With two Securities and Exchange Commission filings over the past few months to convert $7 billion worth of mutual fund assets into exchange-traded funds, J.P. Morgan will likely become the sixth-largest ETF issuer, overtaking First Trust.

The mutual fund conversion trend, which began with two conversions in 2021 by Guinness Atkinson Asset Management, now includes 103 mutual funds that combine for nearly $170 billion, according to CFRA.

It only takes a glance at the direction of money moving out of mutual funds and into ETFs to appreciate why legacy mutual fund operations are increasing their focus on ETFs.

According to CFRA, 2024 saw $1.1 trillion move into ETFs while mutual funds, excluding money market funds, experienced $579 billion worth of net outflows.

And last year was not an anomaly. In 2023, ETFs took in $585 billion while mutual funds bled $665 billion. And in 2022, $604 billion went into ETFs while $1.1 trillion left mutual funds.

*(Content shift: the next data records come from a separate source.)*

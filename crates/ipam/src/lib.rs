/*
 * SPDX-FileCopyrightText: Copyright (c) 2021-2024 NVIDIA CORPORATION & AFFILIATES. All rights reserved.
 * SPDX-License-Identifier: LicenseRef-NvidiaProprietary
 *
 * NVIDIA CORPORATION, its affiliates and licensors retain all intellectual
 * property and proprietary rights in and to this material, related
 * documentation and any modifications thereto. Any use, reproduction,
 * disclosure or distribution of this material and related documentation
 * without an express license agreement from NVIDIA CORPORATION or
 * its affiliates is strictly prohibited.
 */
//! IP address management core: topology-aware CIDR allocation for cluster
//! workload endpoints.
//!
//! An [`Ipam`] instance owns one [`state::IpamState`] behind a
//! [`std::sync::RwLock`] and a [`snapshot::Saver`] it calls after every
//! mutation. Readers (`ListAllBlocks`, `ListHosts`) take a shared lock;
//! every mutating call takes the exclusive lock, mutates a clone of the
//! state, and only swaps it into place once the saver has accepted it — a
//! saver failure leaves the previously-committed state untouched.
pub mod allocator;
pub mod bitmap;
pub mod block_pool;
pub mod cidr;
pub mod error;
mod hosts;
pub mod index;
pub mod model;
pub mod snapshot;
pub mod state;
pub mod topology;

use std::net::IpAddr;
use std::sync::RwLock;

pub use error::{IpamError, IpamErrorKind, IpamResult};
pub use model::{Host, WILDCARD_SEGMENT};
pub use state::IpamState;
pub use topology::{GroupOrHost, HostStub, NetworkDefinition, TopologyDefinition, TopologyUpdateRequest};

use allocator::BlockSummary;
use snapshot::{NoopSaver, Saver, Snapshot};

/// Tunables that don't vary per call. Everything here has a sensible
/// default; embedders only need to reach for this when they want IPv6
/// disabled outright or a house default block size other than this crate's.
#[derive(Debug, Clone)]
pub struct Config {
    /// When `false`, `UpdateTopology` rejects any network whose CIDR is an
    /// IPv6 prefix. Most on-prem clusters this crate serves are IPv4-only
    /// and would rather fail fast on an accidental v6 network than silently
    /// provision one nothing downstream understands.
    pub enable_ipv6: bool,
    /// Block mask a network definition falls back to when it omits one.
    /// `None` means callers must always specify a `block_mask` themselves.
    pub default_block_mask: Option<u8>,
}

impl Default for Config {
    fn default() -> Self {
        Self { enable_ipv6: true, default_block_mask: None }
    }
}

/// The IP address management core described by spec.md: topology
/// resolution, tenant/segment-scoped block allocation, and the host and
/// endpoint registries backing it.
pub struct Ipam {
    state: RwLock<IpamState>,
    saver: Box<dyn Saver>,
    config: Config,
}

impl Ipam {
    pub fn new(config: Config, saver: Box<dyn Saver>) -> Self {
        Self { state: RwLock::new(IpamState::default()), saver, config }
    }

    /// Restore from a previously-saved [`Snapshot`], re-checking every
    /// invariant a freshly-built state would already satisfy.
    pub fn from_snapshot(config: Config, saver: Box<dyn Saver>, snapshot: Snapshot) -> IpamResult<Self> {
        let state = snapshot::from_snapshot(snapshot)?;
        Ok(Self { state: RwLock::new(state), saver, config })
    }

    /// Run `f` against a clone of the current state, and only commit the
    /// clone (after re-checking invariants and invoking the saver) if `f`
    /// succeeds. A failure from `f`, a failed invariant check, or a failed
    /// save all leave the previously-committed state untouched — the
    /// mutation is staged on the clone and only swapped into place once
    /// the saver has accepted it, per the rollback-on-saver-failure
    /// requirement this crate is built around.
    fn mutate<T>(&self, f: impl FnOnce(&mut IpamState) -> IpamResult<T>) -> IpamResult<T> {
        let mut guard = self.state.write().expect("ipam state lock poisoned");
        let mut working = guard.clone();
        let result = f(&mut working)?;
        working.check_invariants()?;
        if let Err(e) = self.saver.save(&working) {
            tracing::error!(error = %e, "saver failed; rolling back the staged mutation");
            return Err(IpamError::internal(format!("saver failed: {e}")));
        }
        *guard = working;
        Ok(result)
    }

    fn read<T>(&self, f: impl FnOnce(&IpamState) -> T) -> T {
        let guard = self.state.read().expect("ipam state lock poisoned");
        f(&guard)
    }

    pub fn update_topology(&self, request: TopologyUpdateRequest) -> IpamResult<()> {
        if !self.config.enable_ipv6 {
            for net in &request.networks {
                if cidr::Cidr::parse(&net.cidr)?.family() == cidr::AddressFamily::V6 {
                    return Err(IpamError::invalid(format!(
                        "network {} is IPv6 but this instance has IPv6 disabled",
                        net.name
                    )));
                }
            }
        }
        let default_block_mask = self.config.default_block_mask;
        self.mutate(|state| state.update_topology(request, default_block_mask))
    }

    pub fn add_host(&self, host: Host) -> IpamResult<()> {
        self.mutate(|state| state.add_host(host))
    }

    pub fn remove_host(&self, name: &str) -> IpamResult<()> {
        self.mutate(|state| state.remove_host(name))
    }

    pub fn list_hosts(&self) -> Vec<Host> {
        self.read(|state| state.hosts.clone())
    }

    pub fn allocate_ip(&self, token: &str, host: &str, tenant: &str, segment: &str) -> IpamResult<IpAddr> {
        self.mutate(|state| allocator::allocate(state, token, host, tenant, segment))
    }

    pub fn deallocate_ip(&self, token: &str) -> IpamResult<()> {
        self.mutate(|state| allocator::deallocate(state, token))
    }

    pub fn black_out(&self, cidr: &str) -> IpamResult<()> {
        self.mutate(|state| allocator::black_out(state, cidr))
    }

    pub fn un_black_out(&self, cidr: &str) -> IpamResult<()> {
        self.mutate(|state| allocator::un_black_out(state, cidr))
    }

    pub fn list_all_blocks(&self) -> Vec<BlockSummary> {
        self.read(allocator::list_all_blocks)
    }

    pub fn snapshot(&self) -> Snapshot {
        self.read(snapshot::to_snapshot)
    }

    /// Re-validate every structural invariant this crate maintains.
    /// Exposed for embedders' own test suites and debug builds; never
    /// called internally on the hot path.
    pub fn check_invariants(&self) -> IpamResult<()> {
        self.read(|state| state.check_invariants())
    }
}

impl Default for Ipam {
    fn default() -> Self {
        Self::new(Config::default(), Box::new(NoopSaver))
    }
}

#[cfg(test)]
mod tests {
    use super::*;
    use std::collections::BTreeMap;

    fn topology() -> TopologyUpdateRequest {
        TopologyUpdateRequest {
            networks: vec![NetworkDefinition {
                name: "net1".into(),
                cidr: "10.0.0.0/24".into(),
                block_mask: Some(30),
                tenants: Vec::new(),
            }],
            topologies: vec![TopologyDefinition {
                networks: vec!["net1".into()],
                map: vec![GroupOrHost { name: Some("rack1".into()), ..Default::default() }],
            }],
        }
    }

    #[test]
    fn end_to_end_allocate_and_deallocate() {
        let ipam = Ipam::default();
        ipam.update_topology(topology()).unwrap();
        ipam.add_host(Host { name: "h1".into(), ip: "10.0.0.1".parse().unwrap(), tags: BTreeMap::new() })
            .unwrap();
        let ip = ipam.allocate_ip("tok1", "h1", "tenantA", "segA").unwrap();
        assert_eq!(ipam.list_all_blocks().len(), 1);
        ipam.check_invariants().unwrap();
        ipam.deallocate_ip("tok1").unwrap();
        ipam.check_invariants().unwrap();
        let ip2 = ipam.allocate_ip("tok2", "h1", "tenantB", "segB").unwrap();
        assert_eq!(ip, ip2);
    }

    #[test]
    fn ipv6_network_rejected_when_disabled() {
        let ipam = Ipam::new(Config { enable_ipv6: false, ..Config::default() }, Box::new(NoopSaver));
        let mut req = topology();
        req.networks[0].cidr = "2001:db8::/32".into();
        let err = ipam.update_topology(req).unwrap_err();
        assert!(matches!(err, IpamError::Invalid(_)));
    }

    #[test]
    fn missing_block_mask_falls_back_to_configured_default() {
        let ipam = Ipam::new(Config { default_block_mask: Some(28), ..Config::default() }, Box::new(NoopSaver));
        let mut req = topology();
        req.networks[0].block_mask = None;
        ipam.update_topology(req).unwrap();
        ipam.add_host(Host { name: "h1".into(), ip: "10.0.0.1".parse().unwrap(), tags: BTreeMap::new() })
            .unwrap();
        ipam.allocate_ip("tok1", "h1", "tenantA", "segA").unwrap();
        assert_eq!(ipam.list_all_blocks()[0].cidr.to_string(), "10.0.0.0/28");
    }

    #[test]
    fn missing_block_mask_without_default_is_rejected() {
        let ipam = Ipam::default();
        let mut req = topology();
        req.networks[0].block_mask = None;
        let err = ipam.update_topology(req).unwrap_err();
        assert!(matches!(err, IpamError::Invalid(_)));
    }

    #[test]
    fn saver_failure_rolls_back_the_staged_mutation() {
        use std::sync::atomic::{AtomicUsize, Ordering};

        // Succeeds on the first save (the setup topology update) and fails
        // on every one after, so the mutation under test is isolated.
        struct FlakySaver(AtomicUsize);
        impl Saver for FlakySaver {
            fn save(&self, _snapshot: &Snapshot) -> Result<(), String> {
                if self.0.fetch_add(1, Ordering::SeqCst) == 0 {
                    Ok(())
                } else {
                    Err("disk full".to_string())
                }
            }
        }
        let ipam = Ipam::new(Config::default(), Box::new(FlakySaver(AtomicUsize::new(0))));
        ipam.update_topology(topology()).unwrap();
        let err = ipam
            .add_host(Host { name: "h1".into(), ip: "10.0.0.1".parse().unwrap(), tags: BTreeMap::new() })
            .unwrap_err();
        assert!(matches!(err, IpamError::Internal(_)));
        assert_eq!(ipam.list_hosts().len(), 0);
    }
}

Mutual Funds Converting Toward Advisors

In terms of the conversion trend, Aniket Ullal, CFRA’s Head of ETF Research and Analytics, cites two primary drivers behind the momentum.

“With a conversion, the mutual fund’s performance can be carried over to the new ETF, and that’s a huge advantage to be able to point to a track record,” he said.

The second force is the ability to quickly gain scale in the ETF space where all eyes are on the financial advisory channel as the largest users of ETFs, Ullal said.

Dimensional Fund Advisors is the best example of using conversions to establish a solid ETF footprint. Of the $169 billion worth of mutual fund assets converted since 2021, Dimensional is responsible for $95 billion, more than half.

The next closest ETF issuers in terms of conversion assets are Grayscale and Fidelity with $18 billion each. After that comes J.P. Morgan with $12.6 billion worth of converted assets, not including the conversions in the filing stages.

Of the total converted assets, $140 billion has been from actively managed mutual funds.

The largest conversion is represented by the $33 billion Dimensional Core U.S. Equity 2 ETF (DFAC).

From Ullal’s perspective, the only thing that could slow down the conversion trend is if the SEC were to approve ETF share classes for existing mutual funds, which a few dozen mutual fund issuers have requested, so far.

“The wild card is ETF share classes,” he said. “If you can do it as a share class you don’t need to launch an ETF.”